How does this affect token usage and cost?

The token cost depends on the size of your prompts and Claude’s responses. Typical development tasks consume 10K-50K tokens per interaction. Using a CLAUDE.md file and skills reduces exploration tokens by 50-80%, which directly lowers costs. Monitor your usage at console.anthropic.com/settings/billing.

Can I customize this for my specific project?

Yes. All Claude Code behavior can be customized through CLAUDE.md (project rules), .claude/settings.json (permissions), and .claude/skills/ (domain knowledge). The most impactful customization is adding your project’s specific patterns, conventions, and common commands to CLAUDE.md so Claude Code follows your standards from the start.

What happens when Claude Code makes a mistake?

Claude Code creates files and edits through standard filesystem operations, so all changes are visible in git diff.
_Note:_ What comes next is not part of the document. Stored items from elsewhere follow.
//! Application services for todo orchestration.

mod lifecycle;

pub use lifecycle::{TodoService, TodoServiceError, TodoServiceResult};
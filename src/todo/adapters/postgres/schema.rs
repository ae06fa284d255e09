//! Diesel schema for todo persistence.

diesel::table! {
    /// To-do items.
    todos (id) {
        /// Store-assigned identifier.
        id -> Int4,
        /// Description of the work item.
        task -> Varchar,
        /// Completion flag, `false` unless set.
        completed -> Bool,
    }
}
If a change is wrong, revert it with git checkout -- <file> for a single file or git stash for all changes. Claude Code does not make irreversible changes unless you explicitly allow destructive commands in settings.json.

Practical Details

When working with Claude Code on this topic, keep these implementation details in mind:

Project Configuration. Your CLAUDE.md should include specific references to how your project handles this area. Include file paths, naming conventions, and any project-specific patterns that differ from defaults. Claude Code reads this file at session start and uses it to guide all operations.
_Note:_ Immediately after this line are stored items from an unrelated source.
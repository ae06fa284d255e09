//! HTTP error mapping.

use crate::todo::{domain::TodoId, ports::TodoRepositoryError, services::TodoServiceError};
use axum::Json;
use axum::extract::rejection::{JsonRejection, PathRejection};
use axum::http::StatusCode;
use axum::response::{IntoResponse, Response};
use serde::Serialize;
use thiserror::Error;
use tracing::error;

/// Errors surfaced to HTTP callers.
#[derive(Debug, Error)]
pub enum ApiError {
    /// The referenced todo does not exist.
    #[error("Todo not found")]
    NotFound(TodoId),

    /// The request path or body does not have the expected shape.
    #[error("{0}")]
    InvalidInput(String),

    /// The store failed while serving the request.
    #[error("Internal Server Error")]
    Internal(#[source] TodoRepositoryError),
}

impl ApiError {
    /// Returns the HTTP status code for this error.
    #[must_use]
    pub const fn status_code(&self) -> StatusCode {
        match self {
            Self::NotFound(_) => StatusCode::NOT_FOUND,
            Self::InvalidInput(_) => StatusCode::UNPROCESSABLE_ENTITY,
            Self::Internal(_) => StatusCode::INTERNAL_SERVER_ERROR,
        }
    }
}

impl From<TodoServiceError> for ApiError {
    fn from(err: TodoServiceError) -> Self {
        match err {
            TodoServiceError::NotFound(id) => Self::NotFound(id),
            TodoServiceError::Repository(source) => Self::Internal(source),
        }
    }
}

impl From<JsonRejection> for ApiError {
    fn from(rejection: JsonRejection) -> Self {
        Self::InvalidInput(rejection.body_text())
    }
}

impl From<PathRejection> for ApiError {
    fn from(rejection: PathRejection) -> Self {
        Self::InvalidInput(rejection.body_text())
    }
}

/// Error response body.
#[derive(Debug, Serialize)]
pub struct ErrorBody {
    /// Human-readable description of the failure.
    pub detail: String,
}

impl IntoResponse for ApiError {
    fn into_response(self) -> Response {
        if let Self::Internal(source) = &self {
            error!(error = %source, "request failed in the todo store");
        }
        let status = self.status_code();
        let body = Json(ErrorBody {
            detail: self.to_string(),
        });
        (status, body).into_response()
    }
}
Integration with Existing Tools. Claude Code works alongside your existing development tools rather than replacing them. It respects .gitignore for file visibility, uses your project’s installed dependencies, and follows the build/test scripts defined in package.json (or equivalent). Ensure your toolchain is working correctly before involving Claude Code.

Performance Considerations. For large codebases (10,000+ files), Claude Code’s file scanning can be slow if not properly scoped. Use .claudeignore to exclude generated directories (dist, build, .next, coverage) and dependency directories (node_modules, vendor). This typically reduces scan time by 80-90%.

Version Control Integration. All changes Claude Code makes are regular filesystem operations visible to git. Use git diff after each significant change to review what was modified. For experimental changes, create a branch first with git checkout -b experiment/topic so you can easily discard or keep the results.